DATASET RECORDS

//! Per-key aggregates and the tables that hold them.

use std::fmt;

use ahash::AHashMap;

/// Accumulated statistics for one key.
///
/// An empty record carries the sentinels `-inf`/`+inf` for its maximum and
/// minimum, so that the first `process` or `merge` always replaces them.
#[derive(Debug, Clone, Copy, PartialEq)]
pub struct Record {
    count: u64,
    total: f64,
    maximum: f64,
    minimum: f64,
}

impl Record {
    pub fn new() -> Self {
        Self {
            count: 0,
            total: 0.0,
            maximum: f64::NEG_INFINITY,
            minimum: f64::INFINITY,
        }
    }

    pub fn process(&mut self, value: f64) {
        self.count += 1;
        self.total += value;
        self.maximum = self.maximum.max(value);
        self.minimum = self.minimum.min(value);
    }

    pub fn merge(&mut self, other: &Record) {
        self.count += other.count;
        self.total += other.total;
        self.maximum = self.maximum.max(other.maximum);
        self.minimum = self.minimum.min(other.minimum);
    }

    pub fn count(&self) -> u64 {
        self.count
    }

    pub fn total(&self) -> f64 {
        self.total
    }

    pub fn minimum(&self) -> f64 {
        self.minimum
    }

    pub fn maximum(&self) -> f64 {
        self.maximum
    }

    pub fn is_empty(&self) -> bool {
        self.count == 0
    }

    /// Arithmetic mean of every processed value.
    ///
    /// # Panics
    /// Panics if the record is empty.
    pub fn mean(&self) -> f64 {
        assert!(self.count > 0, "mean requested for an empty record");
        self.total / self.count as f64
    }
}

impl Default for Record {
    fn default() -> Self {
        Self::new()
    }
}

/// `minimum/mean/maximum`, one fractional digit each.
impl fmt::Display for Record {
    fn fmt(&self, f: &mut fmt::Formatter<'_>) -> fmt::Result {
        write_tenths(f, self.minimum)?;
        f.write_str("/")?;
        write_tenths(f, self.mean())?;
        f.write_str("/")?;
        write_tenths(f, self.maximum)
    }
}

/// Writes `value` rounded half-up to one fractional digit.
///
/// Rounding happens on the scaled integer so that ties resolve towards
/// positive infinity and a value rounding to zero never prints as `-0.0`.
fn write_tenths(f: &mut fmt::Formatter<'_>, value: f64) -> fmt::Result {
    let tenths = (value * 10.0 + 0.5).floor() as i64;
    let sign = if tenths < 0 { "-" } else { "" };
    let abs = tenths.unsigned_abs();
    write!(f, "{}{}.{}", sign, abs / 10, abs % 10)
}

/// Mapping from key bytes to their aggregate.
///
/// Keys are compared byte for byte and never validated as UTF-8.
#[derive(Debug, Default, Clone)]
pub struct RecordTable {
    records: AHashMap<Box<[u8]>, Record>,
}

impl RecordTable {
    pub fn new() -> Self {
        Self::default()
    }

    /// Fold one measurement into the record for `key`, creating it on first sight.
    pub fn process(&mut self, key: &[u8], value: f64) {
        match self.records.get_mut(key) {
            Some(record) => record.process(value),
            None => {
                let mut record = Record::new();
                record.process(value);
                self.records.insert(key.into(), record);
            }
        }
    }

    /// Merge a single record under `key`.
    pub fn merge(&mut self, key: Box<[u8]>, record: Record) {
        self.records
            .entry(key)
            .and_modify(|existing| existing.merge(&record))
            .or_insert(record);
    }

    /// Consume another table, folding each of its records into this one.
    pub fn merge_table(&mut self, other: RecordTable) {
        for (key, record) in other.records {
            self.merge(key, record);
        }
    }

    pub fn get(&self, key: &[u8]) -> Option<&Record> {
        self.records.get(key)
    }

    /// Total number of measurements folded into the table.
    pub fn measurements(&self) -> u64 {
        self.records.values().map(Record::count).sum()
    }

    pub fn len(&self) -> usize {
        self.records.len()
    }

    pub fn is_empty(&self) -> bool {
        self.records.is_empty()
    }

    /// Entries in ascending byte order of their keys.
    pub fn into_sorted(self) -> Vec<(Box<[u8]>, Record)> {
        let mut entries: Vec<_> = self.records.into_iter().collect();
        entries.sort_unstable_by(|a, b| a.0.cmp(&b.0));
        entries
    }

    /// Render the whole table as `{k1=min/mean/max, k2=...}`.
    ///
    /// Key bytes are copied through untouched.
    pub fn render(self) -> Vec<u8> {
        let entries = self.into_sorted();
        let mut out = Vec::with_capacity(entries.len() * 32 + 2);
        out.push(b'{');
        for (i, (key, record)) in entries.iter().enumerate() {
            if i > 0 {
                out.extend_from_slice(b", ");
            }
            out.extend_from_slice(key);
            out.push(b'=');
            out.extend_from_slice(record.to_string().as_bytes());
        }
        out.push(b'}');
        out
    }
}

ACTIVITY
Once more, write down the full material exactly as it appears.

RESPONSE BOX
//! Per-key aggregates and the tables that hold them.

use std::fmt;

use ahash::AHashMap;

/// Accumulated statistics for one key.
///
/// An empty record carries the sentinels `-inf`/`+inf` for its maximum and
/// minimum, so that the first `process` or `merge` always replaces them.
#[derive(Debug, Clone, Copy, PartialEq)]
pub struct Record {
    count: u64,
    total: f64,
    maximum: f64,
    minimum: f64,
}

impl Record {
    pub fn new() -> Self {
        Self {
            count: 0,
            total: 0.0,
            maximum: f64::NEG_INFINITY,
            minimum: f64::INFINITY,
        }
    }

    pub fn process(&mut self, value: f64) {
        self.count += 1;
        self.total += value;
        self.maximum = self.maximum.max(value);
        self.minimum = self.minimum.min(value);
    }

    pub fn merge(&mut self, other: &Record) {
        self.count += other.count;
        self.total += other.total;
        self.maximum = self.maximum.max(other.maximum);
        self.minimum = self.minimum.min(other.minimum);
    }

    pub fn count(&self) -> u64 {
        self.count
    }

    pub fn total(&self) -> f64 {
        self.total
    }

    pub fn minimum(&self) -> f64 {
        self.minimum
    }

    pub fn maximum(&self) -> f64 {
        self.maximum
    }

    pub fn is_empty(&self) -> bool {
        self.count == 0
    }

    /// Arithmetic mean of every processed value.
    ///
    /// # Panics
    /// Panics if the record is empty.
    pub fn mean(&self) -> f64 {
        assert!(self.count > 0, "mean requested for an empty record");
        self.total / self.count as f64
    }
}

impl Default for Record {
    fn default() -> Self {
        Self::new()
    }
}

/// `minimum/mean/maximum`, one fractional digit each.
impl fmt::Display for Record {
    fn fmt(&self, f: &mut fmt::Formatter<'_>) -> fmt::Result {
        write_tenths(f, self.minimum)?;
        f.write_str("/")?;
        write_tenths(f, self.mean())?;
        f.write_str("/")?;
        write_tenths(f, self.maximum)
    }
}

/// Writes `value` rounded half-up to one fractional digit.
///
/// Rounding happens on the scaled integer so that ties resolve towards
/// positive infinity and a value rounding to zero never prints as `-0.0`.
fn write_tenths(f: &mut fmt::Formatter<'_>, value: f64) -> fmt::Result {
    let tenths = (value * 10.0 + 0.5).floor() as i64;
    let sign = if tenths < 0 { "-" } else { "" };
    let abs = tenths.unsigned_abs();
    write!(f, "{}{}.{}", sign, abs / 10, abs % 10)
}

/// Mapping from key bytes to their aggregate.
///
/// Keys are compared byte for byte and never validated as UTF-8.
#[derive(Debug, Default, Clone)]
pub struct RecordTable {
    records: AHashMap<Box<[u8]>, Record>,
}

impl RecordTable {
    pub fn new() -> Self {
        Self::default()
    }

    /// Fold one measurement into the record for `key`, creating it on first sight.
    pub fn process(&mut self, key: &[u8], value: f64) {
        match self.records.get_mut(key) {
            Some(record) => record.process(value),
            None => {
                let mut record = Record::new();
                record.process(value);
                self.records.insert(key.into(), record);
            }
        }
    }

    /// Merge a single record under `key`.
    pub fn merge(&mut self, key: Box<[u8]>, record: Record) {
        self.records
            .entry(key)
            .and_modify(|existing| existing.merge(&record))
            .or_insert(record);
    }

    /// Consume another table, folding each of its records into this one.
    pub fn merge_table(&mut self, other: RecordTable) {
        for (key, record) in other.records {
            self.merge(key, record);
        }
    }

    pub fn get(&self, key: &[u8]) -> Option<&Record> {
        self.records.get(key)
    }

    /// Total number of measurements folded into the table.
    pub fn measurements(&self) -> u64 {
        self.records.values().map(Record::count).sum()
    }

    pub fn len(&self) -> usize {
        self.records.len()
    }

    pub fn is_empty(&self) -> bool {
        self.records.is_empty()
    }

    /// Entries in ascending byte order of their keys.
    pub fn into_sorted(self) -> Vec<(Box<[u8]>, Record)> {
        let mut entries: Vec<_> = self.records.into_iter().collect();
        entries.sort_unstable_by(|a, b| a.0.cmp(&b.0));
        entries
    }

    /// Render the whole table as `{k1=min/mean/max, k2=...}`.
    ///
    /// Key bytes are copied through untouched.
    pub fn render(self) -> Vec<u8> {
        let entries = self.into_sorted();
        let mut out = Vec::with_capacity(entries.len() * 32 + 2);
        out.push(b'{');
        for (i, (key, record)) in entries.iter().enumerate() {
            if i > 0 {
                out.extend_from_slice(b", ");
            }
            out.extend_from_slice(key);
            out.push(b'=');
            out.extend_from_slice(record.to_string().as_bytes());
        }
        out.push(b'}');
        out
    }
}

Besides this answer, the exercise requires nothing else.